Saved data entries>
((
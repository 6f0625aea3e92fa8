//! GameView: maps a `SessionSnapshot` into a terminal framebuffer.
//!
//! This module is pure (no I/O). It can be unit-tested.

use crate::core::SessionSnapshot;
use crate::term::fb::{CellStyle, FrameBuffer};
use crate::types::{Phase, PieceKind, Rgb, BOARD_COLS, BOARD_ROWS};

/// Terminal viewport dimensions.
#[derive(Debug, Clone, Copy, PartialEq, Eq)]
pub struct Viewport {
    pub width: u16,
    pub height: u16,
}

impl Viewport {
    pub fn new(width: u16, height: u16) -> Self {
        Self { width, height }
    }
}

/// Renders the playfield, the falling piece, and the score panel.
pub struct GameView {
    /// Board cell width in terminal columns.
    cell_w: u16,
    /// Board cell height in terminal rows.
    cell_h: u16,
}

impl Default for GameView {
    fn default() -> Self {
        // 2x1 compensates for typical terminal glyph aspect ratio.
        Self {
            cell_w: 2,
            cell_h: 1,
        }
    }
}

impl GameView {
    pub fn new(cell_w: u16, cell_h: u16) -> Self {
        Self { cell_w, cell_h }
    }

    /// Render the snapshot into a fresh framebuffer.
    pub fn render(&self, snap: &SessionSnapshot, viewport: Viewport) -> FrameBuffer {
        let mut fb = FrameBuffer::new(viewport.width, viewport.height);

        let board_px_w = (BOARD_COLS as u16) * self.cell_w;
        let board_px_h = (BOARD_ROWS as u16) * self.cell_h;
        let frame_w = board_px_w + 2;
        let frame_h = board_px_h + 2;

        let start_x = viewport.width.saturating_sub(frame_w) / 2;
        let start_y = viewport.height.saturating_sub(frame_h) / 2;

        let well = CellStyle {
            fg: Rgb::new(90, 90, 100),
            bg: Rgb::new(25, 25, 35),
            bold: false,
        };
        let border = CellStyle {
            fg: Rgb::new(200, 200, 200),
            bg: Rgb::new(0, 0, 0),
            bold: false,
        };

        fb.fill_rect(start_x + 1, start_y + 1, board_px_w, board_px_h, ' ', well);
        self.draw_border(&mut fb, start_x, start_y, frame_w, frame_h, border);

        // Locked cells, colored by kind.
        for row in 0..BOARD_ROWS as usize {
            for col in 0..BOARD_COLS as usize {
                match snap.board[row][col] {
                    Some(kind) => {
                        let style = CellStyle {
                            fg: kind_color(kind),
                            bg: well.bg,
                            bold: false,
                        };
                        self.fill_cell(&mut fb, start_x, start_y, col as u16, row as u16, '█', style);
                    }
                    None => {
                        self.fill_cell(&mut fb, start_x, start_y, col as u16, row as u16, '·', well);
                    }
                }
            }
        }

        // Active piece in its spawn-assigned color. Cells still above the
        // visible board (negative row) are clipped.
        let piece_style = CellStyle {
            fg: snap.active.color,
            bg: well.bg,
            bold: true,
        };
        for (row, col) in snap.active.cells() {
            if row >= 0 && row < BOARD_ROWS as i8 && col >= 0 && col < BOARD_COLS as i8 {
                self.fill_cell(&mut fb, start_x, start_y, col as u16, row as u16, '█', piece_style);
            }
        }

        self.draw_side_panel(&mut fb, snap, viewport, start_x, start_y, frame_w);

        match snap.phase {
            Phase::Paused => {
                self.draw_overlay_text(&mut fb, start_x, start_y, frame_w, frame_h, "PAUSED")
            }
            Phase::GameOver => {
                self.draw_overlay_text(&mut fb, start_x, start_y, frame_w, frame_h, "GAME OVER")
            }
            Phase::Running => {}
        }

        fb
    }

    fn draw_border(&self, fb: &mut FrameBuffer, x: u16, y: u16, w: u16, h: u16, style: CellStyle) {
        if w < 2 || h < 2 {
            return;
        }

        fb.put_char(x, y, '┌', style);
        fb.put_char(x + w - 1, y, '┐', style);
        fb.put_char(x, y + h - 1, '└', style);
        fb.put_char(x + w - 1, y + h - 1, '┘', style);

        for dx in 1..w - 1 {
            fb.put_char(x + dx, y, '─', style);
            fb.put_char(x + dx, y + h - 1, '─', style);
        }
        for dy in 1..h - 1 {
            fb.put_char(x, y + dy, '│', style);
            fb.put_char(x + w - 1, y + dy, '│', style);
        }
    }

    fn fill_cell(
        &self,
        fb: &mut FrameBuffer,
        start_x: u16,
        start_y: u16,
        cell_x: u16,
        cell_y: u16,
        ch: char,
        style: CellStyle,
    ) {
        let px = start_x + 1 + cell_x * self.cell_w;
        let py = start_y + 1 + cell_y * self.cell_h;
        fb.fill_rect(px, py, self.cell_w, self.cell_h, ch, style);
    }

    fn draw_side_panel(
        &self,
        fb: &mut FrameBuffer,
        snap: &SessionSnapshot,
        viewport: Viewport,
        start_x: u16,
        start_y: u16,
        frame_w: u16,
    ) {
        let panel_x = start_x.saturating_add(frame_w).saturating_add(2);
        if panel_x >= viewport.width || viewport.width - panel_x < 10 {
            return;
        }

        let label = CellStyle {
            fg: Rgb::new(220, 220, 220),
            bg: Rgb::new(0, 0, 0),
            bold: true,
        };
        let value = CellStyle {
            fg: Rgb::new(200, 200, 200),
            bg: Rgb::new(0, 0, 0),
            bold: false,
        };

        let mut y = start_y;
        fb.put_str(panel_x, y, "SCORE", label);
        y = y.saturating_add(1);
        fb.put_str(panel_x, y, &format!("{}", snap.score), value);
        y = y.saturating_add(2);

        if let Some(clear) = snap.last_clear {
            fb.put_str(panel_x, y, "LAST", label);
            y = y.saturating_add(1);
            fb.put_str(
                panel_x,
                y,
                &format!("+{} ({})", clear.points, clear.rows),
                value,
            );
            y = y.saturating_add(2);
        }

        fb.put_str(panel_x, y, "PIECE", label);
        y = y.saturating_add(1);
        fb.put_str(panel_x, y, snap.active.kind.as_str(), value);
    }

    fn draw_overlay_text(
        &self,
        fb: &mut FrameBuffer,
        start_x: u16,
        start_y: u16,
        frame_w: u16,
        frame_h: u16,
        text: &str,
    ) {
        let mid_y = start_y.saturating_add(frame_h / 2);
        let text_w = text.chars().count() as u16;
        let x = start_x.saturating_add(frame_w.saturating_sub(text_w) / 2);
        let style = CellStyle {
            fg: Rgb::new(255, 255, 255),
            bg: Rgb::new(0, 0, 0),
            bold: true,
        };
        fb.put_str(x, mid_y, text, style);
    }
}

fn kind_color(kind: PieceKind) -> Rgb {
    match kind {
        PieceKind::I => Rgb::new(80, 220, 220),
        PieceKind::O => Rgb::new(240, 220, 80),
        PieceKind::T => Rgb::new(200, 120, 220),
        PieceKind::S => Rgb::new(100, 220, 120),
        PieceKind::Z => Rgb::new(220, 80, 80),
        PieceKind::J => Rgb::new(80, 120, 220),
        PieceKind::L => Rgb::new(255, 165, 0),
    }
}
))
((
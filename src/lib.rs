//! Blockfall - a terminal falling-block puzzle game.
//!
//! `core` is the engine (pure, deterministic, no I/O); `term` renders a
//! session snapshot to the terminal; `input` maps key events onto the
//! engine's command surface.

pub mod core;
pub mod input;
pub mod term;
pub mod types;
))
((
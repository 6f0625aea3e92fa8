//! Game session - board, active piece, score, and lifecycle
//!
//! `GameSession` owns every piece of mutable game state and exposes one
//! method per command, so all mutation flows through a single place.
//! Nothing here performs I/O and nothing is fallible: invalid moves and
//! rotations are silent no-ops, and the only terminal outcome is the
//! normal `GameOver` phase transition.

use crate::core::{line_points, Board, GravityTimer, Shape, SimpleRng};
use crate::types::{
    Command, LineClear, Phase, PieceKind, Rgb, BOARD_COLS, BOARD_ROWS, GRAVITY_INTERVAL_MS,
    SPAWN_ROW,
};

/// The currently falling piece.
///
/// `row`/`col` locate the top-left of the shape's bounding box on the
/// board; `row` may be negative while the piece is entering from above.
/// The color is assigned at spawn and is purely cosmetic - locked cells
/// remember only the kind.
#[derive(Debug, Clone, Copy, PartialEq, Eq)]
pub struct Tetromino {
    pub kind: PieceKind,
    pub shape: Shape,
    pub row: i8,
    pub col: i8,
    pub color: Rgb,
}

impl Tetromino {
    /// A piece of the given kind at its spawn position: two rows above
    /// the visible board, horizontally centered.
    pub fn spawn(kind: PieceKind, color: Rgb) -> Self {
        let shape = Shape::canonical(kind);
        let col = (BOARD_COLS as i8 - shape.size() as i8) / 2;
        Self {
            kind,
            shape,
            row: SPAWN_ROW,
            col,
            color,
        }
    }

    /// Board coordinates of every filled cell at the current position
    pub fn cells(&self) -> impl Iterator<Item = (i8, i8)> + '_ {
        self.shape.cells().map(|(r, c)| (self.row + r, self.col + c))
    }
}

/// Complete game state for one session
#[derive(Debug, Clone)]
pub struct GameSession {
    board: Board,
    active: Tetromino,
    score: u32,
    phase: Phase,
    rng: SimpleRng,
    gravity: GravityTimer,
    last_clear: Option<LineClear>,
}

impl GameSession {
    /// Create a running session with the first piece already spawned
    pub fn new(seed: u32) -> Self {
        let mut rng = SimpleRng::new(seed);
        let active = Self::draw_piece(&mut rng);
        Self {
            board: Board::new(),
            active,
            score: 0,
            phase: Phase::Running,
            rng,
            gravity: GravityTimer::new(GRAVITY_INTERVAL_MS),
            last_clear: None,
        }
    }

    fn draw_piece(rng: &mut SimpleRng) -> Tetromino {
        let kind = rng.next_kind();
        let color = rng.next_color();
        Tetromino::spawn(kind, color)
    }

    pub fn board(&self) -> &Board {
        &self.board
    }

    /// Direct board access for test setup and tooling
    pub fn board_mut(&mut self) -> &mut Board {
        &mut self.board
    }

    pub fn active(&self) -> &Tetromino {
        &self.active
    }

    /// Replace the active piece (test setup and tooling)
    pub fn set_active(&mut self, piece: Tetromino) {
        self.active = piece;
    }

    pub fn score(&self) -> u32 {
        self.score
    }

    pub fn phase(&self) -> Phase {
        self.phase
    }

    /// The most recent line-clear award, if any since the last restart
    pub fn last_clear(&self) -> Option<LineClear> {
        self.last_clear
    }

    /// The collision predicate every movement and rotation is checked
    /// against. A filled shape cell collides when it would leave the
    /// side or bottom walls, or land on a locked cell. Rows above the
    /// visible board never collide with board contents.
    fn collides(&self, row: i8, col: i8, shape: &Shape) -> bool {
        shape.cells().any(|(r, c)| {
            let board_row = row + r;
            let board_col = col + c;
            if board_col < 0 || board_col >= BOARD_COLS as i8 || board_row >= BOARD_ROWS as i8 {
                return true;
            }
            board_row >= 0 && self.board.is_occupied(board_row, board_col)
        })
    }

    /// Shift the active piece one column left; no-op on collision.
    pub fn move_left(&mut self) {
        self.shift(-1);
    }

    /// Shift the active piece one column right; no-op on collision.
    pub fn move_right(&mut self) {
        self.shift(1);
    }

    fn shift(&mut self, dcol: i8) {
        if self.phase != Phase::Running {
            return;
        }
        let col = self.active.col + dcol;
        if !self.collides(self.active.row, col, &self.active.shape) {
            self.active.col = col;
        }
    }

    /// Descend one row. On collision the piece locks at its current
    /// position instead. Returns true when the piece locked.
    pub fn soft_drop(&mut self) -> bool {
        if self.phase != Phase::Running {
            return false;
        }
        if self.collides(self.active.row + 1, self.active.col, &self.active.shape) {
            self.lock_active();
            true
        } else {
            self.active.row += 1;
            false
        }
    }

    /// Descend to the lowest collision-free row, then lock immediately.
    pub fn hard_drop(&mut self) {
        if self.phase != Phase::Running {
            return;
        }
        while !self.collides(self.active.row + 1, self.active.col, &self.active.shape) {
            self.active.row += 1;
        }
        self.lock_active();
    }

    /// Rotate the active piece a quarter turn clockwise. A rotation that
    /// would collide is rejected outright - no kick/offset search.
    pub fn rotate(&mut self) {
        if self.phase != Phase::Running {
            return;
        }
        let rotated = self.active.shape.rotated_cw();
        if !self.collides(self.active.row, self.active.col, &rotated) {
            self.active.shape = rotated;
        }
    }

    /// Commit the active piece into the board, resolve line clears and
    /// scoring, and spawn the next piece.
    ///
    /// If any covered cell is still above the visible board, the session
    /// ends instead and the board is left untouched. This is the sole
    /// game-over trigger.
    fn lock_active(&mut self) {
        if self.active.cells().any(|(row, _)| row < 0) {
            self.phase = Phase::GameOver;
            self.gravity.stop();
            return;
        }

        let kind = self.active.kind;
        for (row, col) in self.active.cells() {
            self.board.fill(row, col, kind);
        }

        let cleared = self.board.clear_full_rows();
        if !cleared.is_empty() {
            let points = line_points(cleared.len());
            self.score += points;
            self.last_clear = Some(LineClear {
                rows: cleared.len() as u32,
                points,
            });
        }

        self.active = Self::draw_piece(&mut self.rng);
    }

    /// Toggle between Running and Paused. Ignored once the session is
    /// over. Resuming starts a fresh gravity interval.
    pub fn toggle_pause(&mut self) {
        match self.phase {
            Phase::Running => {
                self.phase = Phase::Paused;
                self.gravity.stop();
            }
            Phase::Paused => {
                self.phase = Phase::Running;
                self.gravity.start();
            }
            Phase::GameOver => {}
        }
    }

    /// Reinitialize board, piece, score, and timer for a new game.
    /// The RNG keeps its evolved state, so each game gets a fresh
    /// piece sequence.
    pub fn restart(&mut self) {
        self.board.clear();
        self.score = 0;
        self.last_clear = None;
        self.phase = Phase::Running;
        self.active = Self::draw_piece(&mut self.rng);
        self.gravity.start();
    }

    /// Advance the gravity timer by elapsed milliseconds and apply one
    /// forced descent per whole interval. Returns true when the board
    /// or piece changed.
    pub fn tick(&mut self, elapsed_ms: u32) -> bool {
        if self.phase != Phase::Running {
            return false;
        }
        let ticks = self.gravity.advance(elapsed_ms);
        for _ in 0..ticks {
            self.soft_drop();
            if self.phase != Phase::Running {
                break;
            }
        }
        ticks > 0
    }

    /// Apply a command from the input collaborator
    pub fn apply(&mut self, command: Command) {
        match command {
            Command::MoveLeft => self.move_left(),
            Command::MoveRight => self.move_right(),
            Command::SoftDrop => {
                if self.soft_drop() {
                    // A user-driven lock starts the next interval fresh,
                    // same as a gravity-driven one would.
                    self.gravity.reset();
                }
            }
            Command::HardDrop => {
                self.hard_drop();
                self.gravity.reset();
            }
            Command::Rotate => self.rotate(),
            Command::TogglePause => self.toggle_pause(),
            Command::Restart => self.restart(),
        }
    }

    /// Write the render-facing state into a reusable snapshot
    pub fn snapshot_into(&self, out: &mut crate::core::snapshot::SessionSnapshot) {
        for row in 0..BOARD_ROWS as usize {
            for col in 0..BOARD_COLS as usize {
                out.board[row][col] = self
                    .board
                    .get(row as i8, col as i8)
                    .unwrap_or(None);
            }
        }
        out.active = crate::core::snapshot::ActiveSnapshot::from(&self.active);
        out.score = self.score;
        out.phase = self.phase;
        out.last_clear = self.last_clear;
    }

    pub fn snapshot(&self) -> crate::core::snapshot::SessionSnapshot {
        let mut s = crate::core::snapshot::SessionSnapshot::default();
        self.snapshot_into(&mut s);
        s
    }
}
))
WHAT THE TASK ASKS> Lines with "PieceKind": state how many there are in the records, and nothing more.

TASK SOLUTION> 12